Frame-type sheet blank with clamping and positioning structure

Technical Field

The utility model relates to the field of machining of automobile parts, in particular to a frame-type sheet blank with a clamping and positioning structure.

Background

The blank is raw material that has not yet been processed and may also refer to the portion of the finished product that has not yet been completed. For blanks of more complex shape, casting methods are generally used. For a frame-shaped sheet aluminum alloy fitting with high requirement on product flatness, the thickness of the product wall is as thin as 1mm at the thinnest part during machining, so how to clamp the frame-shaped sheet aluminum alloy fitting becomes the most important factor for solving the machining flatness.

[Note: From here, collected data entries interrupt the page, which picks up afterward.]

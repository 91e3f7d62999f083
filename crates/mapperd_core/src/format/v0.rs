use std::rc::Rc;

use mapperd_crypto::{DIGEST_SIZE, Digest};
use mapperd_error::MapperError;
use spdlog::debug;

use super::{MapCodec, Record, object_digest};
use crate::map::{BLOCK_SIZE, Map, MapNode, NodeFlags};

pub const RECORD_SIZE: u64 = DIGEST_SIZE as u64;

/// The pithos layout: no header, raw digests, presence ending at the first
/// all-zero record. Volume size is inferred from the record count.
pub struct V0;

impl MapCodec for V0 {
    fn header_size(&self) -> u64 {
        0
    }

    fn record_size(&self) -> u64 {
        RECORD_SIZE
    }

    fn encode_record(&self, record: &Record) -> Result<Vec<u8>, MapperError> {
        // The exist bit is not representable here; only the digest is
        // kept. An owned object's prefix is stripped before hex decoding.
        Ok(object_digest(&record.object)?.as_bytes().to_vec())
    }

    fn read_map(&self, map: &Rc<Map>, data: &[u8]) -> Result<(), MapperError> {
        let mut nr_objs = 0u32;
        for chunk in data.chunks_exact(DIGEST_SIZE) {
            if chunk.iter().all(|b| *b == 0) {
                break;
            }
            let digest = Digest(chunk.try_into().unwrap());
            // A pithos record names a shared read-only object, so the node
            // starts without EXIST and a write must copy it up first.
            map.insert_object(MapNode::new(
                nr_objs,
                digest.to_hex(),
                NodeFlags::empty(),
                map,
            ));
            nr_objs += 1;
        }
        debug!("found {} objects in map {}", nr_objs, map.volume());
        map.set_size(nr_objs as u64 * BLOCK_SIZE);
        map.set_version(0);
        Ok(())
    }

    fn write_map(&self, map: &Map) -> Result<Vec<u8>, MapperError> {
        let nr_objs = map.nr_objs();
        let mut blob = Vec::with_capacity(nr_objs as usize * DIGEST_SIZE);
        for idx in 0..nr_objs {
            let node = map
                .find_object(idx)
                .ok_or(MapperError::ObjectNotFound(idx))?;
            blob.extend_from_slice(object_digest(&node.object())?.as_bytes());
        }
        Ok(blob)
    }
}

#[cfg(test)]
mod tests {
    use super::*;
    use crate::map::MAPPER_PREFIX;

    #[test]
    fn encode_record_strips_mapper_prefix() {
        let plain = Record {
            object: "ab".repeat(32),
            exist: false,
        };
        let owned = Record {
            object: format!("{}{}", MAPPER_PREFIX, "ab".repeat(32)),
            exist: true,
        };
        assert_eq!(
            V0.encode_record(&plain).unwrap(),
            V0.encode_record(&owned).unwrap()
        );
        assert_eq!(V0.encode_record(&plain).unwrap(), vec![0xab; 32]);
    }

    #[test]
    fn record_offsets_have_no_header() {
        assert_eq!(V0.record_offset(0), 0);
        assert_eq!(V0.record_offset(3), 96);
    }
}
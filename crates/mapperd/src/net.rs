//! Framed-TCP stand-in for the request ring: length-delimited frames of a
//! little-endian request id followed by the serialized request or reply.

use std::collections::HashMap;

use futures_util::{SinkExt, StreamExt};
use mapperd_core::blocker::{Port, Submission};
use mapperd_core::dispatcher::Incoming;
use mapperd_core::xseg::{Reply, Request};
use mapperd_serialization::{Read, Write};
use spdlog::{error, warn};
use tokio::net::TcpStream;
use tokio::sync::{mpsc, oneshot};
use tokio::task::spawn_local;
use tokio_util::bytes::Bytes;
use tokio_util::codec::{Framed, LengthDelimitedCodec};
use tokio_util::sync::CancellationToken;

fn frame(id: u64, body: &[u8]) -> Bytes {
    let mut out = Vec::with_capacity(8 + body.len());
    out.extend_from_slice(&id.to_le_bytes());
    out.extend_from_slice(body);
    Bytes::from(out)
}

fn split_frame(data: &[u8]) -> Option<(u64, &[u8])> {
    if data.len() < 8 {
        return None;
    }
    let id = u64::from_le_bytes(data[..8].try_into().unwrap());
    Some((id, &data[8..]))
}

/// Connect one blocker port and return the submit handle driving it.
pub async fn connect_blocker(port: u16) -> anyhow::Result<Port> {
    let stream = TcpStream::connect(("127.0.0.1", port)).await?;
    let (tx, rx) = mpsc::unbounded_channel();
    spawn_local(drive_blocker(stream, rx));
    Ok(Port::new(tx))
}

/// Pump submissions out to a blocker and route its replies back by request
/// id. When the connection dies, pending submissions fail by dropping
/// their reply channels.
async fn drive_blocker(stream: TcpStream, mut rx: mpsc::UnboundedReceiver<Submission>) {
    let mut framed = Framed::new(stream, LengthDelimitedCodec::new());
    let mut pending: HashMap<u64, oneshot::Sender<Reply>> = HashMap::new();
    let mut next_id = 0u64;

    loop {
        tokio::select! {
            sub = rx.recv() => {
                let Some(Submission { req, done }) = sub else { break };
                let body = match req.pack() {
                    Ok(body) => body,
                    Err(e) => {
                        error!("cannot serialize request for {}: {}", req.target, e);
                        continue;
                    }
                };
                next_id += 1;
                pending.insert(next_id, done);
                if framed.send(frame(next_id, &body)).await.is_err() {
                    error!("blocker connection lost");
                    break;
                }
            }
            reply = framed.next() => {
                let Some(Ok(data)) = reply else {
                    error!("blocker connection lost");
                    break;
                };
                let Some((id, body)) = split_frame(&data) else {
                    warn!("short frame from blocker");
                    continue;
                };
                match Reply::unpack(body) {
                    Ok(reply) => match pending.remove(&id) {
                        Some(done) => {
                            let _ = done.send(reply);
                        }
                        None => warn!("reply for unknown request {}", id),
                    },
                    Err(e) => warn!("cannot parse reply {}: {}", id, e),
                }
            }
        }
    }
}

/// Serve one client connection: decode requests into the dispatcher feed
/// and write completions back as they arrive.
pub fn serve_conn(stream: TcpStream, feed: mpsc::UnboundedSender<Incoming>, cancel: CancellationToken) {
    spawn_local(async move {
        let mut framed = Framed::new(stream, LengthDelimitedCodec::new());
        let (out_tx, mut out_rx) = mpsc::unbounded_channel::<(u64, Reply)>();

        loop {
            tokio::select! {
                _ = cancel.cancelled() => break,
                out = out_rx.recv() => {
                    let Some((id, reply)) = out else { break };
                    let body = match reply.pack() {
                        Ok(body) => body,
                        Err(e) => {
                            error!("cannot serialize reply {}: {}", id, e);
                            continue;
                        }
                    };
                    if framed.send(frame(id, &body)).await.is_err() {
                        break;
                    }
                }
                incoming = framed.next() => {
                    let Some(Ok(data)) = incoming else { break };
                    let Some((id, body)) = split_frame(&data) else {
                        warn!("short frame from client");
                        continue;
                    };
                    let req = match Request::unpack(body) {
                        Ok(req) => req,
                        Err(e) => {
                            warn!("cannot parse request {}: {}", id, e);
                            continue;
                        }
                    };
                    let (done, reply_rx) = oneshot::channel();
                    if feed.send(Incoming { req, done }).is_err() {
                        break;
                    }
                    let out_tx = out_tx.clone();
                    spawn_local(async move {
                        // An ignored request never answers; the client sees
                        // no completion for its id.
                        if let Ok(reply) = reply_rx.await {
                            let _ = out_tx.send((id, reply));
                        }
                    });
                }
            }
        }
    });
}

In the existing production, the products are processed by adopting die casting, and the periphery of a blank piece which is processed by die casting is provided with a process piece for clamping and positioning. In the existing production, vertical force is applied to the process sheet through a clamp to clamp, compress and position the process sheet. Then, the flatness of the surface of the product is processed. Because the wall thickness of the product blank is very thin, the product blank can generate stress deformation after being pressed and fixed by vertical force. After the clamp releases the product after the processing is finished, the stress deformation of the product is rebounded due to the fact that the product is not subjected to the action of vertical force, and the flatness of the processed product is not in line with the requirements.

Disclosure of Invention

In order to overcome the problems in the related art, the utility model aims to provide a frame-type sheet blank with a clamping and positioning structure, which is used for horizontally clamping and positioning a product by arranging a process column vertical to a product body so as to prevent the clamped blank from being stressed and deformed by vertical force and improve the processing qualification rate of the product.

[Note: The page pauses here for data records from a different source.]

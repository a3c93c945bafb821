//! Transient drag-and-drop coordination signal, never persisted

/// Shared flag between drag sources and drop targets
#[derive(Debug, Clone, Default, PartialEq)]
pub struct DragSignal {
    pub is_dragging: bool,
    pub hovered_block: Option<String>,
}

impl DragSignal {
    pub fn new() -> Self {
        Self::default()
    }

    pub fn drag_start(&mut self) {
        self.is_dragging = true;
    }

    pub fn drag_end(&mut self) {
        self.is_dragging = false;
        self.hovered_block = None;
    }

    pub fn set_hovered(&mut self, block: Option<String>) {
        self.hovered_block = block;
    }
}

#[cfg(test)]
mod tests {
    use super::*;

    #[test]
    fn test_drag_end_clears_hover() {
        let mut signal = DragSignal::new();
        signal.drag_start();
        signal.set_hovered(Some("b1".to_string()));
        assert!(signal.is_dragging);

        signal.drag_end();
        assert!(!signal.is_dragging);
        assert!(signal.hovered_block.is_none());
    }
}
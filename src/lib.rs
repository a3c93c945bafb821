//! Promptdesk core - document state engine for a block-based prompt workbench
//!
//! Documents are ordered compositions of text and file blocks, each with
//! multiple saved content variants. This crate owns the in-memory session
//! state, linear undo/redo history, the debounced redacting autosave, and
//! the filesystem persistence of `.prompt` files; the UI front end consumes
//! it through [`DocumentStore`] and the [`Storage`] trait.

pub mod core;
pub mod storage;

pub use crate::core::autosave::{redact, AutosaveScheduler, AUTOSAVE_DELAY};
pub use crate::core::document::{
    BlockMode, Document, FileBlock, FileBlockData, FileEntry, Separator, TextBlock, Toast,
    ToastKind, Variant, VariantSet, WorkspaceEntry,
};
pub use crate::core::drag::DragSignal;
pub use crate::core::history::History;
pub use crate::core::recent::RecentWorkspaces;
pub use crate::core::store::{DocumentStore, Tab};
pub use crate::storage::{FileKvStore, FsStorage, KvStore, MemoryKvStore, Storage, StorageError};
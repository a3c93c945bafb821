//! Central session state: current document, history, and autosave wiring

use std::path::Path;
use std::sync::Arc;

use crate::core::autosave::AutosaveScheduler;
use crate::core::document::{Document, Toast, ToastKind, WorkspaceEntry};
use crate::core::history::History;
use crate::core::recent::RecentWorkspaces;
use crate::storage::kv::KvStore;
use crate::storage::Storage;

/// Which main panel the UI is showing
#[derive(Debug, Clone, Copy, PartialEq, Eq, Default)]
pub enum Tab {
    #[default]
    Files,
    Workbench,
}

/// Single mutation point for session state.
///
/// Every edit flows through here: the document is updated, the new snapshot
/// is forwarded to history (unless suppressed), and an autosave is
/// (re)scheduled. Constructed once per process; tests build fresh instances.
/// Mutators that schedule autosave must run inside a tokio runtime.
pub struct DocumentStore {
    workspace_path: String,
    current_document: Option<Document>,
    current_file_name: Option<String>,
    workspace_entries: Vec<WorkspaceEntry>,
    active_tab: Tab,
    generated_text: String,
    show_generated_modal: bool,
    toasts: Vec<Toast>,
    next_toast_id: u64,
    recent: RecentWorkspaces,
    history: History,
    autosave: AutosaveScheduler,
}

impl DocumentStore {
    pub fn new(backend: Arc<dyn Storage>, kv: Box<dyn KvStore>) -> Self {
        Self {
            workspace_path: String::new(),
            current_document: None,
            current_file_name: None,
            workspace_entries: Vec::new(),
            active_tab: Tab::default(),
            generated_text: String::new(),
            show_generated_modal: false,
            toasts: Vec::new(),
            next_toast_id: 0,
            recent: RecentWorkspaces::load(kv),
            history: History::new(),
            autosave: AutosaveScheduler::new(backend),
        }
    }

    /// Switch workspaces; a non-empty path is promoted into the recent list
    pub fn set_workspace_path(&mut self, path: impl Into<String>) {
        self.workspace_path = path.into();
        if !self.workspace_path.is_empty() {
            self.recent.add(&self.workspace_path);
        }
    }

    /// Replace the current document, and the file name when one is given.
    ///
    /// With `skip_history` the snapshot becomes the history baseline instead
    /// of an undoable edit (the load path). Passing `None` closes the file
    /// and drops the history. Any non-empty document reschedules autosave.
    pub fn set_current_file(
        &mut self,
        document: Option<Document>,
        file_name: Option<String>,
        skip_history: bool,
    ) {
        if let Some(name) = file_name {
            self.current_file_name = Some(name);
        }
        match document {
            Some(document) => {
                if skip_history {
                    self.history.set_present(document.clone());
                } else {
                    self.history.push(document.clone());
                }
                self.current_document = Some(document);
                self.schedule_autosave();
            }
            None => {
                self.current_document = None;
                self.history.reset();
            }
        }
    }

    pub fn set_current_file_name(&mut self, name: Option<String>) {
        self.current_file_name = name;
    }

    pub fn set_workspace_entries(&mut self, entries: Vec<WorkspaceEntry>) {
        self.workspace_entries = entries;
    }

    pub fn set_active_tab(&mut self, tab: Tab) {
        self.active_tab = tab;
    }

    pub fn set_generated_text(&mut self, text: impl Into<String>) {
        self.generated_text = text.into();
    }

    pub fn set_show_generated_modal(&mut self, show: bool) {
        self.show_generated_modal = show;
    }

    pub fn remove_recent_workspace(&mut self, path: &str) {
        self.recent.remove(path);
    }

    /// Step the document back one history entry; true if anything changed
    pub fn undo(&mut self) -> bool {
        match self.history.undo() {
            Some(snapshot) => {
                self.current_document = Some(snapshot);
                self.schedule_autosave();
                true
            }
            None => false,
        }
    }

    /// Step the document forward one undone entry; true if anything changed
    pub fn redo(&mut self) -> bool {
        match self.history.redo() {
            Some(snapshot) => {
                self.current_document = Some(snapshot);
                self.schedule_autosave();
                true
            }
            None => false,
        }
    }

    /// Redact and save the current document right now.
    ///
    /// Returns false when there is nothing to save or the write failed. A
    /// pending debounced autosave is left alone; its later duplicate write
    /// carries the same logical state.
    pub fn save_current_file(&self) -> bool {
        let (Some(document), Some(path)) = (&self.current_document, self.current_file_path())
        else {
            return false;
        };
        match self.autosave.flush_now(&path, document) {
            Ok(()) => true,
            Err(e) => {
                tracing::error!("Failed to save {}: {}", path.display(), e);
                false
            }
        }
    }

    pub fn push_toast(&mut self, message: impl Into<String>, kind: ToastKind) -> u64 {
        let id = self.next_toast_id;
        self.next_toast_id += 1;
        self.toasts.push(Toast {
            id,
            message: message.into(),
            kind,
        });
        id
    }

    pub fn dismiss_toast(&mut self, id: u64) {
        self.toasts.retain(|t| t.id != id);
    }

    /// Back to defaults, used when closing the workspace. The recent list is
    /// persisted state and survives.
    pub fn reset(&mut self) {
        self.autosave.cancel();
        self.workspace_path.clear();
        self.current_document = None;
        self.current_file_name = None;
        self.workspace_entries.clear();
        self.active_tab = Tab::default();
        self.generated_text.clear();
        self.show_generated_modal = false;
        self.toasts.clear();
        self.history.reset();
    }

    fn current_file_path(&self) -> Option<std::path::PathBuf> {
        if self.workspace_path.is_empty() {
            return None;
        }
        let name = self.current_file_name.as_deref().filter(|n| !n.is_empty())?;
        Some(Path::new(&self.workspace_path).join(name))
    }

    fn schedule_autosave(&mut self) {
        let (Some(document), Some(path)) = (&self.current_document, self.current_file_path())
        else {
            return;
        };
        self.autosave.schedule(path, document.clone());
    }

    pub fn workspace_path(&self) -> &str {
        &self.workspace_path
    }

    pub fn current_document(&self) -> Option<&Document> {
        self.current_document.as_ref()
    }

    pub fn current_file_name(&self) -> Option<&str> {
        self.current_file_name.as_deref()
    }

    pub fn workspace_entries(&self) -> &[WorkspaceEntry] {
        &self.workspace_entries
    }

    pub fn active_tab(&self) -> Tab {
        self.active_tab
    }

    pub fn generated_text(&self) -> &str {
        &self.generated_text
    }

    pub fn show_generated_modal(&self) -> bool {
        self.show_generated_modal
    }

    pub fn toasts(&self) -> &[Toast] {
        &self.toasts
    }

    pub fn recent_workspaces(&self) -> &[String] {
        self.recent.entries()
    }

    pub fn can_undo(&self) -> bool {
        self.history.can_undo()
    }

    pub fn can_redo(&self) -> bool {
        self.history.can_redo()
    }
}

The utility model aims to provide a frame-type sheet blank with a clamping and positioning structure, which comprises a frame body and a structural rod arranged in the frame body, wherein two ends of the structural rod are respectively connected with two opposite side surfaces of the frame body, and a process sheet is arranged on the periphery of the frame body;

the process sheet is parallel to the frame body, and a process column is vertically arranged on the side, facing away from the processing surface of the frame body, of the process sheet.

In the preferred technical scheme of the utility model, a plurality of process sheets are arranged on each side edge of the frame body at intervals.

In a preferred technical scheme of the utility model, the frame body is provided with positioning holes, and the positioning holes are arranged on two opposite side edges of the frame body;

the positioning hole is formed in at least one process sheet on the side edge of the frame body.

In a preferred embodiment of the present utility model, the positioning holes are at least disposed on a set of opposite sides of the frame.

In the preferred technical scheme of the utility model, the side surface of the structural rod facing the side edge of the frame body is connected with the side edge of the frame body through the process rod.

In the preferred embodiment of the utility model, at least the middle of the structural rod is connected to the side of the frame body via a rib.

In the preferred technical scheme of the utility model, the process rods are arranged at intervals along the length direction of the structural rod.

In a preferred technical scheme of the utility model, the process rod comprises an outer connecting part, an arc-shaped part and an inner connecting part which are sequentially connected, wherein the outer connecting part is connected with the frame body, and the inner connecting part is connected with the structural rod.

In the preferred technical scheme of the utility model, the process sheet is arranged at the bottom of the peripheral side face of the frame body, and the top face of the frame body is a processing face.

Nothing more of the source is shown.